The Queen Elizabeth Root used in hoodoo is usually nowadays an orris root. In older hoodoo it was taken from a plant called stillingia, or Queen's Root. I cannot find the exact point at which the new name was acquired, but it appears that the name "Queen Elizabeth" came to use coincidental with the time that it was being replaced in curio catalogues with orris root. In this instance, it was probably to evade accusations of fraud or mislabeling for selling queen's root from a different plant.
A similar thing happened with John the Conqueror root, where the easier to acquire jalap replaced the more traditional root, usually identified as either Solomon's Seal root or a Jack in the Pulpit root.
In hoodoo tradition, the John the Conqueror root is the symbol of masculinity; it's even (rarely) called "man root." Its properties include the ability to draw money, success, wit, virility, love, crossing, uncrossing, and luck.
The female root is the Queen Elizabeth Root, more commonly called Orris Root. It's good for having babies.
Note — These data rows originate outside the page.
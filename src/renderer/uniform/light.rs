use bytemuck::{cast_slice, Pod, Zeroable};
use glam::Vec3;
use wgpu::{
    util::{BufferInitDescriptor, DeviceExt},
    Buffer, BufferUsages, Device, Queue,
};

use crate::renderer::node::light::LightData;

pub const MAX_PARALLEL_LIGHTS: usize = 4;

#[repr(C)]
#[derive(Debug, Clone, Copy, Pod, Zeroable, Default)]
struct ParallelLightItem {
    direction: [f32; 3],
    strength: f32,
    color: [f32; 3],
    padding: f32,
}

/// Exponential squared fog, matching the look of a distance haze.
#[derive(Debug, Clone, Copy, PartialEq)]
pub struct FogParam {
    pub color: Vec3,
    pub density: f32,
}

impl Default for FogParam {
    fn default() -> Self {
        Self {
            color: Vec3::ONE,
            density: 0.0,
        }
    }
}

#[repr(C)]
#[derive(Debug, Clone, Copy, Pod, Zeroable)]
struct LightUniform {
    fog_color: [f32; 3],      // 12 12
    fog_density: f32,         // 4  16
    ambient: [f32; 3],        // 12 28
    parallel_length: u32,     // 4  32
    parallel: [ParallelLightItem; MAX_PARALLEL_LIGHTS],
}

#[derive(Debug)]
pub struct LightUniformBuffer {
    buffer: Buffer,
    uniform: LightUniform,
    fog: FogParam,
}

impl LightUniformBuffer {
    pub fn new(device: &Device, fog: FogParam) -> Self {
        let uniform = LightUniform {
            fog_color: fog.color.to_array(),
            fog_density: fog.density,
            ambient: [0.0; 3],
            parallel_length: 0,
            parallel: [ParallelLightItem::default(); MAX_PARALLEL_LIGHTS],
        };
        let buffer = device.create_buffer_init(&BufferInitDescriptor {
            label: Some("Light Uniform Buffer"),
            contents: cast_slice(&[uniform]),
            usage: BufferUsages::UNIFORM | BufferUsages::COPY_DST,
        });
        Self {
            buffer,
            uniform,
            fog,
        }
    }

    pub fn fog(&self) -> &FogParam {
        &self.fog
    }

    pub fn set_fog(&mut self, fog: FogParam) {
        self.fog = fog;
        self.uniform.fog_color = fog.color.to_array();
        self.uniform.fog_density = fog.density;
    }

    /// Folds the lights collected in one update pass into the uniform.
    /// Ambient colors add up, parallel lights past the limit are ignored.
    pub fn set_lights(&mut self, items: &[LightData]) {
        let mut ambient = Vec3::ZERO;
        let mut parallel_length = 0;
        for item in items {
            match item {
                LightData::Ambient { color } => ambient += *color,
                LightData::Parallel {
                    direction,
                    color,
                    strength,
                } => {
                    if parallel_length >= MAX_PARALLEL_LIGHTS {
                        continue;
                    }
                    self.uniform.parallel[parallel_length] = ParallelLightItem {
                        direction: direction.normalize_or_zero().to_array(),
                        strength: *strength,
                        color: color.to_array(),
                        padding: 0.0,
                    };
                    parallel_length += 1;
                }
            }
        }
        self.uniform.ambient = ambient.to_array();
        self.uniform.parallel_length = parallel_length as u32;
    }

    pub fn update(&self, queue: &Queue) {
        queue.write_buffer(&self.buffer, 0, cast_slice(&[self.uniform]));
    }

    pub fn buffer(&self) -> &Buffer {
        &self.buffer
    }
}

#[cfg(test)]
mod test {
    use std::mem::size_of;

    use super::*;

    #[test]
    fn light_uniform_layout_is_16_byte_aligned() {
        assert_eq!(size_of::<ParallelLightItem>(), 32);
        assert_eq!(size_of::<LightUniform>() % 16, 0);
    }
}
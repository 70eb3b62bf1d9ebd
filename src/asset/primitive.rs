use std::sync::Arc;

use glam::Vec3;

use super::material::MaterialAsset;

#[derive(Debug, Clone, Copy, PartialEq, Eq)]
pub enum PrimitiveAssetMode {
    Points,
    LineStrip,
    LineList,
    TriangleStrip,
    TriangleList,
}

pub type TexCoords = Vec<[f32; 2]>;
pub type VertexColor = Vec<[f32; 4]>;

#[derive(Debug, Clone)]
pub struct PrimitiveSkin {
    pub joints: Vec<[u16; 4]>,
    pub weights: Vec<[f32; 4]>,
}

#[derive(Debug, Clone)]
pub struct PrimitiveAsset {
    pub name: Option<String>,
    pub positions: Vec<[f32; 3]>,
    pub normals: Option<Vec<[f32; 3]>>,
    pub tex_coords: Option<TexCoords>,
    pub vertex_color: Option<VertexColor>,
    pub skin: Option<PrimitiveSkin>,
    pub indices: Option<Vec<u32>>,
    pub material: Option<Arc<MaterialAsset>>,
    pub mode: PrimitiveAssetMode,
}

impl PrimitiveAsset {
    /// Normals from the asset, or smooth normals averaged over adjacent faces
    /// when the asset has none.
    pub fn normals_or_calculated(&self) -> Vec<[f32; 3]> {
        match &self.normals {
            Some(normals) if normals.len() == self.positions.len() => normals.clone(),
            _ => calculate_normal(self.mode, &self.positions, self.indices.as_deref()),
        }
    }
}

fn calculate_triangle_normal(positions: [[f32; 3]; 3]) -> Vec3 {
    let pnt_0 = Vec3::from_array(positions[0]);
    let pnt_1 = Vec3::from_array(positions[1]);
    let pnt_2 = Vec3::from_array(positions[2]);
    let vec_a = pnt_2 - pnt_1;
    let vec_b = pnt_0 - pnt_1;
    vec_a.cross(vec_b)
}

pub fn calculate_normal(
    mode: PrimitiveAssetMode,
    positions: &[[f32; 3]],
    indices: Option<&[u32]>,
) -> Vec<[f32; 3]> {
    let mut buffer = vec![Vec3::ZERO; positions.len()];
    if mode == PrimitiveAssetMode::TriangleList {
        let triangle_indices: Vec<usize> = match indices {
            Some(indices) => indices.iter().map(|index| *index as usize).collect(),
            None => (0..positions.len()).collect(),
        };
        for triangle in triangle_indices.chunks_exact(3) {
            if triangle.iter().any(|index| *index >= positions.len()) {
                continue;
            }
            let normal = calculate_triangle_normal([
                positions[triangle[0]],
                positions[triangle[1]],
                positions[triangle[2]],
            ]);
            triangle.iter().for_each(|index| buffer[*index] += normal);
        }
    }
    buffer
        .into_iter()
        .map(|normal| normal.normalize_or_zero().to_array())
        .collect()
}

#[cfg(test)]
mod test {
    use super::*;

    #[test]
    fn calculate_normal_of_ccw_triangle_faces_towards_viewer() {
        let positions = [[0.0, 0.0, 0.0], [1.0, 0.0, 0.0], [0.0, 1.0, 0.0]];
        let normals = calculate_normal(PrimitiveAssetMode::TriangleList, &positions, None);
        for normal in normals {
            assert!((Vec3::from_array(normal) - Vec3::Z).length() < 1e-6);
        }
    }

    #[test]
    fn calculate_normal_skips_out_of_range_indices() {
        let positions = [[0.0, 0.0, 0.0], [1.0, 0.0, 0.0]];
        let normals =
            calculate_normal(PrimitiveAssetMode::TriangleList, &positions, Some(&[0, 1, 7]));
        assert_eq!(normals, vec![[0.0; 3], [0.0; 3]]);
    }
}
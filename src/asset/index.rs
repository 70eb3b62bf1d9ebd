use std::{
    fmt::{self, Display, Formatter},
    path::{Path, PathBuf},
};

/// Identifies an item inside a loaded model file.
///
/// Indices are only unique within one file, so the file path is part of the
/// identifier. Formats without stable indices (Collada joints) use names.
#[derive(Debug, Clone, PartialEq, Eq, PartialOrd, Ord, Hash)]
pub enum AssetIndex {
    PathIndex(PathBuf, usize),
    PathName(PathBuf, String),
}

impl AssetIndex {
    pub fn from_index<P: AsRef<Path>>(path: P, index: usize) -> Self {
        Self::PathIndex(path.as_ref().to_path_buf(), index)
    }

    pub fn from_name<P: AsRef<Path>>(path: P, name: impl Into<String>) -> Self {
        Self::PathName(path.as_ref().to_path_buf(), name.into())
    }
}

impl Display for AssetIndex {
    fn fmt(&self, f: &mut Formatter<'_>) -> fmt::Result {
        match self {
            AssetIndex::PathIndex(path, index) => {
                write!(f, "{} #{}", path.to_string_lossy(), index)
            }
            AssetIndex::PathName(path, name) => {
                write!(f, "{} \"{}\"", path.to_string_lossy(), name)
            }
        }
    }
}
The bizarrity of the fact that babies is one of the few things the original Queen Elizabeth I never did seems rarely to dawn on anyone. No one uses the roots for power, no one uses them for money, no one uses them to take down the Spanish Armada. Nope, these roots are only used for fertility, and things that lead to fertility (love and sex.)
Add the fact that the John the Conqueror root is considered so masculine and manly, that many people even insist that formulas which contain it are "For Men Only" and label their products so.
What is there for the modern woman who aspires to something besides "babies" and "control man"? Well, here's what I've been told: girls can happily use Conqueror roots too. Just as lodestones come in male and female, so do these. A male Conqueror is longer and usually more pointy. A female one is rounded. All a woman needs to do to use the John the Conqueror root to whatever gain she wants without upsetting any spiritual gender balance, is to choose a rounded one.
With your female Conqueror root, you can go out and do all the stuff a Queen Elizabeth root ought to do but doesn't. Maybe we can call it a King Christina root.